«Let’s Be Evil»: a review without spoilers.


LBE poster miniFinding herself flooded with medical bills due to her mother’s illness, Jenny accepts a job in a prestigious research company where security and discretion are their top priorities. After passing thru several checkpoints and identity verification, the young woman finds  a set of glasses with augmented reality features, and once she wears them she meet the two other persons that will be working with as chaperones for an advanced study experiment.

As they arrive to what it seems to be a simple underground storage facility, Jenny, Tiggs and Darby are welcomed by an advanced artificial intelligence called Arial, and after noticing that without the glasses they would literately be in the dark, the young adults discover that the candidates selected for the experimental program are actually very young kids that thru the special glasses are learning about several difficult subjects and that can even communicate between them without speaking.

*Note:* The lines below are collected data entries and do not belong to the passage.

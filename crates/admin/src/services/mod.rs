//! Business logic services for admin.
//!
//! # Services
//!
//! - `auth` - Password sign-in and account creation
//! - `email` - Order e-mails via SMTP
//! - `inventory` - Variant generation and bulk edits
//! - `media` - Image uploads on local disk
//! - `orders` - Status workflow, shipping and payment

pub mod auth;
pub mod email;
pub mod inventory;
pub mod media;
pub mod orders;

pub use auth::{AdminAuthError, AdminAuthService};
pub use email::{EmailError, EmailService};
pub use inventory::InventoryError;
pub use media::{MediaError, MediaStore};
pub use orders::OrderActionError;
/// Add an option such as Size with its values.
///
/// POST /products/{id}/options
#[instrument(skip(state, session, admin), fields(admin_id = %admin.id))]
pub async fn add_option(
    State(state): State<AppState>,
    session: Session,
    RequireWriter(admin): RequireWriter,
    Path(id): Path<i32>,
    Form(form): Form<OptionForm>,
) -> Result<Redirect, AppError> {
    let flash = match form.validate() {
        Ok((name, values)) => {
            match VariantRepository::new(state.pool())
                .add_option(ProductId::new(id), &name, &values)
                .await
            {
                Ok(option) => Flash::success(format!(
                    "Option {} added; generate the inventory to create its variants",
                    option.name
                )),
                Err(RepositoryError::Conflict(message)) => Flash::error(capitalise(&message)),
                Err(e) => return Err(e.into()),
            }
        }
        Err(errors) => Flash::error(errors.messages().join(" ")),
    };
    set_flash(&session, flash).await?;
    Ok(Redirect::to(&format!("/products/{id}")))
}

/// Remove an option. Existing variants stay until the next generation.
///
/// POST /products/{id}/options/{option_id}/delete
#[instrument(skip(state, session, admin), fields(admin_id = %admin.id))]
pub async fn delete_option(
    State(state): State<AppState>,
    session: Session,
    RequireWriter(admin): RequireWriter,
    Path((id, option_id)): Path<(i32, i32)>,
) -> Result<Redirect, AppError> {
    VariantRepository::new(state.pool())
        .delete_option(ProductId::new(id), VariantOptionId::new(option_id))
        .await?;
    set_flash(
        &session,
        Flash::success("Option removed; generate the inventory to update the variants"),
    )
    .await?;
    Ok(Redirect::to(&format!("/products/{id}")))
}

/// Create and remove variant rows to match the options.
///
/// POST /products/{id}/variants/generate
#[instrument(skip(state, session, admin), fields(admin_id = %admin.id))]
pub async fn generate(
    State(state): State<AppState>,
    session: Session,
    RequireWriter(admin): RequireWriter,
    Path(id): Path<i32>,
) -> Result<Redirect, AppError> {
    let flash = match inventory::generate_inventory(state.pool(), ProductId::new(id)).await {
        Ok(plan) if plan.is_noop() => Flash::success("Variants already match the options"),
        Ok(plan) => Flash::success(format!(
            "{} variants created, {} kept, {} removed",
            plan.create.len(),
            plan.keep.len(),
            plan.remove.len()
        )),
        Err(InventoryError::Variants(e)) => Flash::error(capitalise(&e.to_string())),
        Err(InventoryError::Repository(RepositoryError::Conflict(message))) => {
            Flash::error(capitalise(&message))
        }
        Err(e) => return Err(e.into()),
    };
    set_flash(&session, flash).await?;
    Ok(Redirect::to(&format!("/products/{id}")))
}

/// Read `sku_<id>`, `price_<id>` and `stock_<id>` for every variant.
///
/// # Errors
///
/// Returns the collected field errors, keyed by the input name.
fn parse_variant_updates(
    variants: &[Variant],
    fields: &HashMap<String, String>,
) -> Result<Vec<VariantUpdate>, ValidationErrors> {
    let mut errors = ValidationErrors::new();
    let field = |name: String| fields.get(&name).map_or("", String::as_str);

    let updates = variants
        .iter()
        .map(|variant| {
            let id = variant.id.as_i32();
            let label = variant.label();
            let sku_key = format!("sku_{id}");
            let price_key = format!("price_{id}");
            let stock_key = format!("stock_{id}");

            let sku = errors.optional_text(&label, field(sku_key), MAX_SKU_LENGTH);
            let price_override = errors.optional_money(&label, field(price_key));
            let stock = errors.stock(&label, field(stock_key));
            VariantUpdate {
                id: variant.id,
                sku,
                price_override,
                stock,
            }
        })
        .collect();

    errors.into_result(updates)
}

After getting used to the isolation, the lack of natural light and the extreme silence from the children, Jenny notice a strange behavior in one of the kids, like if she was trying for some reason to distance herself from the other candidates. After several isolated incidents, Jenny starts to have some hallucinations that could be due fatigue and the strange working environment, or maybe they could be happening because someone has decided to do some changes in the experiment and that the adults are no longer necessary.


I found the premise of “Let’s Be Evil” very interesting, specially because at moments it deals with the theme of the augmented reality, the technology, and how we can become dangerously dependent of it, it also touches on the crisis on the educational system, and how everything can go really, really  wrong when a experiment works a little too bit too well. The problem with the film is that by having a tittle like “Let’s Be Evil”,  we are expecting from the beginning a survival, sci-fi themed story with suspense and action with the kids as the antagonists, but the first part of the film consist in a lot of scenes that just try to set the mood, with a lot of dialogue that could be interesting mostly to science fiction fans and thus, by the time the inevitable chaos hits the screen, most of the audience could be no longer that invested in the story.

On the technical side, it was interesting to see how the film presented most of the story on a “first person perspective” thru the special glasses that the characters use, and without necessarily becoming a commercial for Google Glass or Occulus Rift, it left me wondering if the film could have work in a 3-D format. While some people might think about skipping this film because they are not fans of the “Found Footage” genre, I would say this movie feels more like a FPS video game, think of it as “Hardcore Henry” but without the vertigo inducing shots, since in this movie the camera never shakes too much, and we can always clearly see what is happening. I am not sure if this movie will be a trend setter, but I believe it will open more options in terms of story telling with its technique.


The film, as I said before, starts a little bit slow, but when the conflict that we have been waiting for finally arrives, the movie gets a much faster pace and it manages to create a tension with a very good use of sound effects with out relying on cheap jump scares, I’ll point out that there is almost no gore or graphic violence. The special effects are very few, but they work great, specially all those designed to create the illusion of the augmented reality environment. The film also has a soundtrack that I liked a lot (I’m a sucker for synth wave, I recently discovered) and the acting was good. Although in the end we don’t know much about the adults and we end up with several questions unanswered “Let’s Be Evil” works very well as a Sci-fi thriller with a moral to be learn on several levels.

“Let’s Be Evil” was directed by Martin Owen (L.A. Slasher) and co-written with Elizabeth Morris, who plays Jenny in this film, and can be seen in “L.A. Slasher”, the cast also has the talents of Kara Tointon, Ellior James Langridge and Isabelle Allen.

“Let’s Be Evil” will be released on VOD and on selected theaters on August 5th, coming from IFC Midnight Films.